GW Continues to Enhance Counseling

February 26, 2012

University Counseling Center drops group fee and offers more group counseling sessions.

George Washington students can now attend group counseling sessions at the University Counseling Center for free.

The change in fee is part of the recommendations from the UCC Review Committee, which was created by President Steven Knapp and Provost Steven Lerman in December 2011 to conduct a comprehensive review of the center in anticipation of hiring a new director. Previously students were charged $10 per session.

“As we continue to evaluate our services and offer enhancements, this recommendation emerged as one way to continue to extend our reach as we strive to expand support to our students,” said Peter Konwerski, senior associate vice president and dean of students.

The center has scheduled six counseling groups this semester around topics such as personal stress, substance abuse and emotion management.

The review examined the center’s clinical care, educational outreach and operations. Three subcommittees made up of clinicians, faculty, staff and students analyzed the UCC service model based on best practices and reviewed the staffing model, resource allocations, budget implications and training and development strategies. The review concluded that the UCC is providing an array of services that are meeting student needs. The committee also made a number of recommendations to strengthen the UCC, and some of these recommendations have already been implemented.

Group counseling at GW has been rising in popularity. In fall 2011, the demand for group counseling had increased by 150 percent from a year earlier. Seda Sumer-Richards, a UCC psychologist, said group counseling offers students a chance to connect with others that isn’t possible in a one-on-one setting.

“In group counseling, the confidential and safe environment facilitated by trained clinicians serves as a microcosm of our lives and functions as a mechanism of change by giving members the opportunity to examine themselves, observe others and explore their interpersonal dynamics,” said Dr. Sumer-Richards. “This process offers members an opportunity to learn and enhance their interpersonal skills in order to build intimacy, mutuality and fulfilling relationships.”

UCC is offering two interpersonal process groups – one for undergraduates and one for graduate students. These groups are open to students who might be experiencing anxiety, depression or relationship issues. Students will learn how to develop coping strategies when times are stressful and build more rewarding relationships.

Students with family stress including alcoholism, mental illness, divorce or intense conflict can meet in a support group to discuss issues related to trust, control, expression of feelings and self-esteem. Another support group is offered for sexual assault survivors where they can find support from other survivors, explore ways of coping with the aftermath and discuss how their experience impacts current relationships.

UCC is also offering support groups around skill building and learning how to manage overwhelming emotions through greater self-control and achieving healthy choices related to alcohol consumption.

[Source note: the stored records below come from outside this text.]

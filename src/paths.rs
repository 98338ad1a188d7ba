//! Resource path handling for pack lookups
//!
//! Pack file tables store forward-slash relative paths such as
//! `3d/Maps/map.sc2`. Callers may refer to the same file as:
//! - a bare relative name (`3d/Maps/map.sc2`)
//! - a resource-scheme path (`~res:/3d/Maps/map.sc2`)
//! - an absolute path under the resource root or the pack store
//!
//! All three resolve to the same lookup key.

use std::path::{Component, Path, PathBuf};

/// Prefix of resource-scheme paths.
pub const RESOURCE_SCHEME: &str = "~res:/";

/// Extension of a single compressed file in the local pack store.
pub const STORE_EXT: &str = ".dvpl";

/// Extension of a partially downloaded store file.
pub const PART_EXT: &str = ".dvpl.part";

/// Normalize a relative path for lookups (forward slashes, no leading `./` or `/`).
///
/// Case is preserved: pack tables are case sensitive.
pub fn normalize_for_lookup(path: &str) -> String {
    let unified = path.replace('\\', "/");
    let mut rest = unified.as_str();
    loop {
        if let Some(stripped) = rest.strip_prefix("./") {
            rest = stripped;
        } else if let Some(stripped) = rest.strip_prefix('/') {
            rest = stripped;
        } else {
            break;
        }
    }
    rest.trim_end_matches('/').to_string()
}

/// Resolve any accepted spelling of a resource path to its relative lookup key.
///
/// Absolute paths are resolved against each of `roots` in order; a path
/// under none of them yields `None`. A trailing store extension is
/// stripped so a path into the pack store maps back to its resource.
pub fn resource_relative(path: &str, roots: &[&Path]) -> Option<String> {
    if let Some(rest) = path.strip_prefix(RESOURCE_SCHEME) {
        return non_empty(normalize_for_lookup(rest));
    }

    let as_path = Path::new(path);
    if as_path.is_absolute() {
        let cleaned = clean_absolute(as_path);
        for root in roots {
            let root = clean_absolute(root);
            if let Ok(rel) = cleaned.strip_prefix(&root) {
                let rel = rel.to_string_lossy();
                let rel = rel.strip_suffix(STORE_EXT).unwrap_or(&rel);
                return non_empty(normalize_for_lookup(rel));
            }
        }
        return None;
    }

    non_empty(normalize_for_lookup(path))
}

/// Location of a finished file in the local pack store.
pub fn store_path(store_dir: &Path, relative: &str) -> PathBuf {
    store_dir.join(format!("{}{}", relative, STORE_EXT))
}

/// Location of a partially downloaded file in the local pack store.
pub fn part_path(store_dir: &Path, relative: &str) -> PathBuf {
    store_dir.join(format!("{}{}", relative, PART_EXT))
}

/// Create parent directories for a path if they don't exist
pub fn ensure_parent_dirs(path: &Path) -> std::io::Result<()> {
    if let Some(parent) = path.parent() {
        if !parent.exists() {
            std::fs::create_dir_all(parent)?;
        }
    }
    Ok(())
}

/// Whether a stored file name stays inside the directory it is joined to.
///
/// Names are forward-slash relative paths made of plain components only:
/// no `..` or `.`, no root, no drive prefix, no backslashes and no empty
/// segments.
pub fn is_safe_relative(name: &str) -> bool {
    if name.is_empty() || name.contains('\\') || name.contains('\0') {
        return false;
    }
    name.split('/').all(|segment| {
        !segment.is_empty()
            && segment != "."
            && segment != ".."
            && !segment.contains(':')
            && matches!(Path::new(segment).components().next(), Some(Component::Normal(_)))
    })
}

fn non_empty(s: String) -> Option<String> {
    if s.is_empty() {
        None
    } else {
        Some(s)
    }
}

/// Lexically drop `.` and resolve `..` components without touching the disk.
fn clean_absolute(path: &Path) -> PathBuf {
    let mut out = PathBuf::new();
    for component in path.components() {
        match component {
            Component::CurDir => {}
            Component::ParentDir => {
                out.pop();
            }
            other => out.push(other.as_os_str()),
        }
    }
    out
}
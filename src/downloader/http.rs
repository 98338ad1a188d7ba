//! Transfer execution on the downloader runtime
//!
//! Resume follows the usual HTTP rules: `206` continues the held prefix,
//! a `200` for a whole-resource resume restarts from zero, and `416` on a
//! whole-resource resume means the file is already complete.

use futures::StreamExt;
use reqwest::header::{CONTENT_LENGTH, CONTENT_RANGE, RANGE};
use reqwest::{RequestBuilder, Response, StatusCode};
use std::path::{Path, PathBuf};
use std::sync::Arc;
use tokio::fs::{File, OpenOptions};
use tokio::io::AsyncWriteExt;
use tracing::{debug, warn};

use super::buffer::MemoryBuffer;
use super::task::{Range, TaskError, TransportError};
use super::Shared;

type Outcome = std::result::Result<(), TaskError>;

/// What a task does once it gets a transfer slot.
pub(crate) enum Job {
    Size,
    Memory { buffer: MemoryBuffer, range: Range },
    File { path: PathBuf, range: Range, resume: bool },
}

pub(crate) async fn execute(shared: Arc<Shared>, id: u64, url: String, job: Job) {
    let _permit = match shared.limiter().acquire_owned().await {
        Ok(permit) => permit,
        Err(_) => {
            shared.finish(id, Err(transport(TransportError::CouldNotConnect, "downloader closed")));
            return;
        }
    };

    if !shared.begin(id) {
        debug!("task#{} dropped before start", id);
        return;
    }

    let outcome = match job {
        Job::Size => probe_size(&shared, id, &url).await,
        Job::Memory { buffer, range } => to_memory(&shared, id, &url, &buffer, range).await,
        Job::File { path, range, resume } => to_file(&shared, id, &url, &path, range, resume).await,
    };

    shared.finish(id, outcome);
}

async fn probe_size(shared: &Shared, id: u64, url: &str) -> Outcome {
    let response = send(shared, shared.client().head(url)).await?;
    let status = check_status(shared, id, &response)?;

    let total = match header_u64(&response, CONTENT_LENGTH) {
        Some(len) => len,
        None => {
            // Some servers omit the length on HEAD; ask for a single byte instead
            let response = send(shared, shared.client().get(url).header(RANGE, "bytes=0-0")).await?;
            let status = check_status(shared, id, &response)?;
            if status == StatusCode::PARTIAL_CONTENT {
                content_range_total(&response).ok_or_else(|| {
                    transport(TransportError::RangeError, "no total in Content-Range")
                })?
            } else {
                header_u64(&response, CONTENT_LENGTH).unwrap_or(0)
            }
        }
    };

    debug!("task#{} {} is {} bytes (HTTP {})", id, url, total, status.as_u16());
    shared.update(id, |s| {
        s.size_total = total;
        s.size_downloaded = 0;
    });
    Ok(())
}

async fn to_memory(shared: &Shared, id: u64, url: &str, buffer: &MemoryBuffer, range: Range) -> Outcome {
    let expected = range.len();
    shared.update(id, |s| s.size_total = expected.unwrap_or(0));

    let capacity = buffer.capacity() as u64;
    if expected.is_some_and(|len| len > capacity) {
        return Err(transport(
            TransportError::WriteError,
            &format!("range of {:?} bytes exceeds buffer capacity {}", expected, capacity),
        ));
    }

    let mut request = shared.client().get(url);
    if let Some(value) = range.header(0) {
        request = request.header(RANGE, value);
    }
    let response = send(shared, request).await?;
    let status = check_status(shared, id, &response)?;
    reject_ignored_range(status, range, 0)?;

    if expected.is_none() {
        if let Some(len) = header_u64(&response, CONTENT_LENGTH) {
            shared.update(id, |s| s.size_total = len);
        }
    }

    // Stage everything; the buffer is only touched once the range is complete
    let limit = expected.unwrap_or(capacity).min(capacity);
    let mut staged = Vec::with_capacity(limit as usize);
    let mut stream = response.bytes_stream();
    while let Some(chunk) = next_chunk(shared, &mut stream).await? {
        let chunk: &[u8] = chunk.as_ref();
        if staged.len() as u64 + chunk.len() as u64 > limit {
            return Err(transport(
                TransportError::WriteError,
                &format!("server sent more than the {} requested bytes", limit),
            ));
        }
        staged.extend_from_slice(chunk);
    }

    if let Some(len) = expected {
        if staged.len() as u64 != len {
            return Err(transport(
                TransportError::PartialFile,
                &format!("got {} of {} bytes", staged.len(), len),
            ));
        }
    }

    if !buffer.commit(&staged) {
        return Err(transport(TransportError::WriteError, "buffer too small"));
    }
    let written = staged.len() as u64;
    shared.update(id, |s| {
        s.size_downloaded = written;
        if s.size_total == 0 {
            s.size_total = written;
        }
    });
    Ok(())
}

async fn to_file(
    shared: &Shared,
    id: u64,
    url: &str,
    path: &Path,
    range: Range,
    resume: bool,
) -> Outcome {
    if let Some(parent) = path.parent() {
        tokio::fs::create_dir_all(parent).await.map_err(io_error)?;
    }

    let expected = range.len();
    let mut held = if resume {
        match tokio::fs::metadata(path).await {
            Ok(meta) => meta.len(),
            Err(_) => 0,
        }
    } else {
        0
    };

    if let Some(expected) = expected {
        shared.update(id, |s| s.size_total = expected);
        if held == expected {
            debug!("task#{} {} already complete", id, path.display());
            shared.update(id, |s| s.size_downloaded = expected);
            return Ok(());
        }
        if held > expected {
            warn!(
                "Partial file larger than expected ({} > {}), restarting: {}",
                held,
                expected,
                path.display()
            );
            held = 0;
        }
    }

    let mut request = shared.client().get(url);
    if let Some(value) = range.header(held) {
        request = request.header(RANGE, value);
    }
    let response = send(shared, request).await?;

    if held > 0 && range.is_full() && response.status() == StatusCode::RANGE_NOT_SATISFIABLE {
        let remote = content_range_total(&response);
        if remote.is_none() || remote == Some(held) {
            debug!("task#{} {} already complete (416)", id, path.display());
            shared.update(id, |s| {
                s.error.http_code = 416;
                s.size_total = held;
                s.size_downloaded = held;
            });
            return Ok(());
        }
    }

    let status = check_status(shared, id, &response)?;
    let mut append = held > 0 && status == StatusCode::PARTIAL_CONTENT;

    if held > 0 && status == StatusCode::OK {
        if range.is_full() {
            warn!("Server ignored resume request for {}, restarting from 0", url);
            held = 0;
            append = false;
        } else {
            return Err(transport(TransportError::RangeError, "server ignored the range request"));
        }
    }
    reject_ignored_range(status, range, held)?;

    let total = expected.or_else(|| header_u64(&response, CONTENT_LENGTH).map(|len| len + held));
    let remaining = expected.map(|len| len - held);

    let mut file = if append {
        OpenOptions::new().append(true).open(path).await.map_err(io_error)?
    } else {
        File::create(path).await.map_err(io_error)?
    };

    shared.update(id, |s| {
        s.size_total = total.unwrap_or(0);
        s.size_downloaded = held;
    });

    let mut written = 0u64;
    let mut stream = response.bytes_stream();
    while let Some(chunk) = next_chunk(shared, &mut stream).await? {
        let chunk: &[u8] = chunk.as_ref();
        let len = chunk.len() as u64;
        if remaining.is_some_and(|r| written + len > r) {
            return Err(transport(
                TransportError::WriteError,
                &format!("server sent more than the {} requested bytes", expected.unwrap_or(0)),
            ));
        }
        file.write_all(chunk).await.map_err(io_error)?;
        written += len;
        shared.update(id, |s| s.size_downloaded = held + written);
    }
    file.flush().await.map_err(io_error)?;

    if let Some(remaining) = remaining {
        if written != remaining {
            return Err(transport(
                TransportError::PartialFile,
                &format!("got {} of {} bytes", held + written, held + remaining),
            ));
        }
    }

    if total.is_none() {
        shared.update(id, |s| s.size_total = held + written);
    }
    Ok(())
}

async fn send(shared: &Shared, request: RequestBuilder) -> Result<Response, TaskError> {
    match tokio::time::timeout(shared.timeout(), request.send()).await {
        Ok(Ok(response)) => Ok(response),
        Ok(Err(e)) => Err(reqwest_error(&e)),
        Err(_) => Err(transport(TransportError::Timeout, "no response")),
    }
}

async fn next_chunk<S, B>(shared: &Shared, stream: &mut S) -> Result<Option<B>, TaskError>
where
    S: futures::Stream<Item = reqwest::Result<B>> + Unpin,
{
    match tokio::time::timeout(shared.timeout(), stream.next()).await {
        Ok(Some(Ok(chunk))) => Ok(Some(chunk)),
        Ok(Some(Err(e))) => Err(reqwest_error(&e)),
        Ok(None) => Ok(None),
        Err(_) => Err(transport(
            TransportError::Timeout,
            &format!("stalled: no data for {}s", shared.timeout().as_secs()),
        )),
    }
}

fn check_status(shared: &Shared, id: u64, response: &Response) -> Result<StatusCode, TaskError> {
    let status = response.status();
    shared.update(id, |s| s.error.http_code = status.as_u16());
    if status.is_success() {
        Ok(status)
    } else {
        Err(TaskError {
            http_code: status.as_u16(),
            transport: Some(TransportError::HttpReturnedError),
            err_str: format!("HTTP {}", status),
            ..TaskError::default()
        })
    }
}

/// A `200` answer to a request that doesn't start at byte 0 carries the wrong bytes.
fn reject_ignored_range(status: StatusCode, range: Range, held: u64) -> Outcome {
    if status == StatusCode::OK && range.start() + held > 0 {
        return Err(TaskError {
            http_code: status.as_u16(),
            transport: Some(TransportError::RangeError),
            err_str: "server ignored the range request".into(),
            ..TaskError::default()
        });
    }
    Ok(())
}

fn header_u64(response: &Response, name: reqwest::header::HeaderName) -> Option<u64> {
    response
        .headers()
        .get(name)?
        .to_str()
        .ok()?
        .trim()
        .parse()
        .ok()
}

/// Total length from `Content-Range: bytes a-b/total` (or `bytes */total`).
fn content_range_total(response: &Response) -> Option<u64> {
    let value = response.headers().get(CONTENT_RANGE)?.to_str().ok()?;
    value.rsplit_once('/')?.1.trim().parse().ok()
}

fn transport(kind: TransportError, message: &str) -> TaskError {
    TaskError {
        transport: Some(kind),
        err_str: message.to_string(),
        ..TaskError::default()
    }
}

fn reqwest_error(e: &reqwest::Error) -> TaskError {
    let kind = if e.is_timeout() {
        TransportError::Timeout
    } else if e.is_connect() {
        TransportError::CouldNotConnect
    } else {
        TransportError::RecvError
    };
    TaskError {
        http_code: e.status().map(|s| s.as_u16()).unwrap_or(0),
        transport: Some(kind),
        err_str: e.to_string(),
        ..TaskError::default()
    }
}

fn io_error(e: std::io::Error) -> TaskError {
    TaskError {
        transport: Some(TransportError::WriteError),
        file_errno: e.raw_os_error().unwrap_or(0),
        err_str: e.to_string(),
        ..TaskError::default()
    }
}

“We’re trying to use group counseling as a primary modality of treatment here. It’s not secondary to one-on-one counseling,” said Dr. Sumer-Richards. “It’s just as effective, if not more, for certain presenting issues. It’s a very rich counseling experience.”

Other recommendations from the UCC Review Committee include assessing student satisfaction with UCC services and evaluating students’ feedback for future improvements. The center will also evaluate at the end of the semester whether students should continue to be offered the six free individual counseling sessions or whether that number should increase.

As a way to allow clinicians to see more students and combat a significant increase in missed appointments since the “six free” pilot was launched in September, students will now be charged a $30 late cancellation fee if they fail to show up for a scheduled appointment or cancel less than 24 hours before the appointment time.

The UCC also plans to develop an advisory council to better integrate the center’s services around the university and foster collaboration, especially with Student Health Services and the Office of the Dean of Students’ CARE Network, a network of university departments that support students’ academic, social or other personal needs.

In addition, the UCC Review Committee recommended expanding the use of social media to reach students and increasing outreach to the university community through GW Active Minds peer educators.

Other recommendations include conducting an annual review of current mental health crisis management policies and procedures, creating a five-year strategic plan and reviewing the existing UCC staffing model including position descriptions, minimum qualifications, recruitment and transition processes. UCC will also continue to work with the Division of Human Resources on staff development opportunities and explore the International Association of Counseling Services’ standards and accreditation process.

Dr. Konwerski said the university will continue to periodically review UCC operations and make any necessary adjustments.

“This not a static process,” he said. “We want to continue to provide our students with the access to quality counseling services and programs they deserve.”